First Minister Alex Salmond made the premiere announcement during his speech at VisitScotland's Winning Years Conference in Perth.
He said: "I am delighted to announce that Hollywood will roll into town during the Edinburgh International Film Festival when we host the European premiere of 'Brave'.
"This will present us with an immense opportunity when Scotland will be centre stage in the film with all the tourism and business opportunities this will bring.
"I fully expect that as the film launches across the world, so will awareness of Scotland increase."
He added: "Brave will be the most high-profile film ever set in, and themed around, Scotland, featuring Scottish stars.

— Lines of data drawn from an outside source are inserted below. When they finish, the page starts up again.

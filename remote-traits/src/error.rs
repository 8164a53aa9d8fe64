use thiserror::Error;

/// Errors crossing the remote-service boundary.
///
/// Every failure a transport or provider can produce maps onto one of these
/// variants so the core can apply its retry policy uniformly: `Network` and
/// `Timeout` cover the connection dropping before an acknowledgment, `Decode`
/// covers an unparseable response body, and `Api` covers an explicit negative
/// acknowledgment from the service.
#[derive(Error, Debug)]
pub enum RemoteError {
    #[error("network error: {0}")]
    Network(String),

    #[error("request timed out")]
    Timeout,

    #[error("failed to decode remote response: {0}")]
    Decode(String),

    #[error("remote API error (status {status}): {message}")]
    Api { status: u16, message: String },

    #[error("request construction failed: {0}")]
    Request(String),
}

pub type Result<T> = std::result::Result<T, RemoteError>;
//! Media upload abstraction.

use async_trait::async_trait;
use std::path::Path;

use crate::error::Result;

/// One-shot media transmission to a remote album.
///
/// An implementation performs exactly one attempt per call: it opens the file
/// fresh, transmits it fully and interprets the acknowledgment. `Ok(())`
/// means the service explicitly accepted the upload; anything else is an
/// error. Retry budgets live with the caller.
#[async_trait]
pub trait MediaUploader: Send + Sync {
    /// Transmit `path` into the album identified by `album_key`.
    ///
    /// `digest_hex` is the lowercase hex MD5 of the file content and `size`
    /// its byte count; both are sent alongside the body so the service can
    /// verify the transfer.
    async fn upload_media(
        &self,
        album_key: &str,
        path: &Path,
        digest_hex: &str,
        size: u64,
    ) -> Result<()>;
}
//! SmugMug API v2 provider.
//!
//! Implements the `remote-traits` capabilities against the SmugMug REST API:
//! paginated album and image listings as [`PagedSource`]s and single-attempt
//! media uploads as a [`MediaUploader`]. Credential acquisition is out of
//! scope; the provider is handed a ready-to-use access token and sets the
//! `Authorization` header itself.

pub mod error;
pub mod pages;
pub mod types;
pub mod upload;
pub mod user;

pub use error::{Result, SmugMugError};
pub use pages::{AlbumImageSource, AlbumSearchSource, AlbumSource};
pub use upload::SmugMugUploader;
pub use user::{current_user_albums_uri, current_user_uri};

/// SmugMug API base URL.
pub const API_ROOT: &str = "https://api.smugmug.com";

/// Endpoint resolving the currently authenticated user.
pub const API_CURRENT_USER: &str = "https://api.smugmug.com/api/v2!authuser";

/// Base URI path for a single album.
pub const ALBUM_URI_BASE: &str = "/api/v2/album";

/// Album search endpoint.
pub const ALBUM_SEARCH_URI: &str = "https://api.smugmug.com/api/v2/album!search";

/// Dedicated upload host.
pub const UPLOAD_URI: &str = "https://upload.smugmug.com/";
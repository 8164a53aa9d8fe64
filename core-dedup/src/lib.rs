//! Content-addressed deduplication for album uploads.
//!
//! Two pieces: a streaming content fingerprinter and a durable SQLite index
//! mapping (album, fingerprint) to the filenames already known to carry that
//! content. The store is the only durable artifact of the whole tool and is
//! schema-versioned so an incompatible database refuses to operate instead of
//! being silently reinterpreted.

pub mod error;
pub mod fingerprint;
pub mod store;

pub use error::{DedupError, Result};
pub use fingerprint::{fingerprint_file, ContentFingerprint};
pub use store::{AlbumKey, DedupStore, ImageEntry, SCHEMA_VERSION};
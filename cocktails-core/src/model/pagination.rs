//! src/model/pagination.rs
//! ============================================================================
//! # PaginationCursor: serial page bookkeeping
//!
//! Tracks which page comes next, how many pages the catalog reported, and the
//! single page request that may be in flight. Invariant:
//! `1 <= current_page <= last_page + 1`, and a page is only handed out when
//! nothing is in flight and `current_page <= last_page`.

#[derive(Debug, Clone, Copy, PartialEq, Eq)]
pub struct PaginationCursor {
    /// Next page to request (1-based).
    current_page: u32,
    /// Last page as reported by the catalog; 1 until the first response.
    last_page: u32,
    in_flight: Option<u32>,
}

/// Why a page could not be handed out.
#[derive(Debug, Clone, Copy, PartialEq, Eq)]
pub enum PageDenied {
    InFlight(u32),
    Exhausted,
    /// Requested page is not the next one in sequence.
    OutOfOrder { requested: u32, expected: u32 },
}

impl PaginationCursor {
    pub const fn new() -> Self {
        Self {
            current_page: 1,
            last_page: 1,
            in_flight: None,
        }
    }

    pub const fn current_page(&self) -> u32 {
        self.current_page
    }

    pub const fn last_page(&self) -> u32 {
        self.last_page
    }

    pub const fn in_flight(&self) -> Option<u32> {
        self.in_flight
    }

    pub const fn is_loading(&self) -> bool {
        self.in_flight.is_some()
    }

    pub const fn is_exhausted(&self) -> bool {
        self.current_page > self.last_page
    }

    /// Marks `page` as in flight if the guard allows it.
    pub fn begin(&mut self, page: u32) -> Result<(), PageDenied> {
        if let Some(pending) = self.in_flight {
            return Err(PageDenied::InFlight(pending));
        }
        if self.is_exhausted() {
            return Err(PageDenied::Exhausted);
        }
        if page != self.current_page {
            return Err(PageDenied::OutOfOrder {
                requested: page,
                expected: self.current_page,
            });
        }

        self.in_flight = Some(page);
        Ok(())
    }

    /// Records a successful response for the in-flight page.
    ///
    /// Returns `false` (and changes nothing) if `page` is not the one in flight.
    pub fn complete(&mut self, page: u32, reported_last_page: u32) -> bool {
        if self.in_flight != Some(page) {
            return false;
        }

        self.in_flight = None;
        self.current_page = page + 1;
        // The catalog may shrink between requests; never let the cursor run
        // more than one page past the end.
        self.last_page = reported_last_page.max(page);
        true
    }

    /// Clears the guard after a failed request; the same page is retried next time.
    pub fn fail(&mut self, page: u32) -> bool {
        if self.in_flight != Some(page) {
            return false;
        }

        self.in_flight = None;
        true
    }
}

impl Default for PaginationCursor {
    fn default() -> Self {
        Self::new()
    }
}

#[cfg(test)]
mod tests {
    use super::*;

    #[test]
    fn test_initial_state() {
        let cursor = PaginationCursor::new();
        assert_eq!(cursor.current_page(), 1);
        assert_eq!(cursor.last_page(), 1);
        assert!(!cursor.is_loading());
        assert!(!cursor.is_exhausted());
    }

    #[test]
    fn test_single_flight_guard() {
        let mut cursor = PaginationCursor::new();
        cursor.begin(1).unwrap();

        assert_eq!(cursor.begin(1), Err(PageDenied::InFlight(1)));
        assert_eq!(cursor.begin(2), Err(PageDenied::InFlight(1)));

        assert!(cursor.complete(1, 3));
        assert_eq!(cursor.current_page(), 2);
        cursor.begin(2).unwrap();
        assert_eq!(cursor.begin(3), Err(PageDenied::InFlight(2)));
    }

    #[test]
    fn test_exhaustion_after_last_page() {
        let mut cursor = PaginationCursor::new();
        cursor.begin(1).unwrap();
        assert!(cursor.complete(1, 2));
        cursor.begin(2).unwrap();
        assert!(cursor.complete(2, 2));

        assert!(cursor.is_exhausted());
        assert_eq!(cursor.current_page(), cursor.last_page() + 1);
        assert_eq!(cursor.begin(3), Err(PageDenied::Exhausted));
    }

    #[test]
    fn test_failure_keeps_page_for_retry() {
        let mut cursor = PaginationCursor::new();
        cursor.begin(1).unwrap();
        assert!(cursor.fail(1));

        assert!(!cursor.is_loading());
        assert_eq!(cursor.current_page(), 1);
        cursor.begin(1).unwrap();
    }

    #[test]
    fn test_stale_completion_is_ignored() {
        let mut cursor = PaginationCursor::new();
        assert!(!cursor.complete(1, 5));
        cursor.begin(1).unwrap();
        assert!(!cursor.complete(2, 5));
        assert!(!cursor.fail(3));
        assert_eq!(cursor.in_flight(), Some(1));
    }

    #[test]
    fn test_out_of_order_request_denied() {
        let mut cursor = PaginationCursor::new();
        assert_eq!(
            cursor.begin(3),
            Err(PageDenied::OutOfOrder {
                requested: 3,
                expected: 1
            })
        );
    }

    #[test]
    fn test_shrinking_catalog_stays_bounded() {
        let mut cursor = PaginationCursor::new();
        cursor.begin(1).unwrap();
        cursor.complete(1, 4);
        cursor.begin(2).unwrap();
        cursor.complete(2, 1);

        assert!(cursor.is_exhausted());
        assert!(cursor.current_page() <= cursor.last_page() + 1);
    }
}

"We are looking at a film which comes from the award-winning team behind such box office smashes as Toy Story, Finding Nemo and Up, and will create global buzz when it is released."
The announcement comes just days after VisitScotland revealed it had joined forces with Disney/Pixar in a campaign designed to promote Scottish tourism across the world and bring a boost to the Scottish economy.
Chris Fujiwara, Edinburgh International Film Festival artistic director, said: "We're delighted to host the premiere of Brave and continue the festival's long relationship with Disney.
"Though we are an international film festival, we're mindful that we have a special responsibility to Scotland's cinematic image.
"It makes perfect sense that this film, which is so strongly tied to the cultural mythology of Scotland and the beauty of the Scottish landscape, and in which Scottish talent has such a significant involvement, should be part of our festival."
Mike Cantlay, VisitScotland chairman, said: "The film will showcase the scenery, humour and culture of Scotland and we are looking forward to converting cinema-goers into visitors."
Formerly called The Bear and the Bow, the film follows Merida, an impetuous girl who defies an age-old custom and inadvertently unleashes chaos, forcing her to discover the meaning of true bravery before it is too late.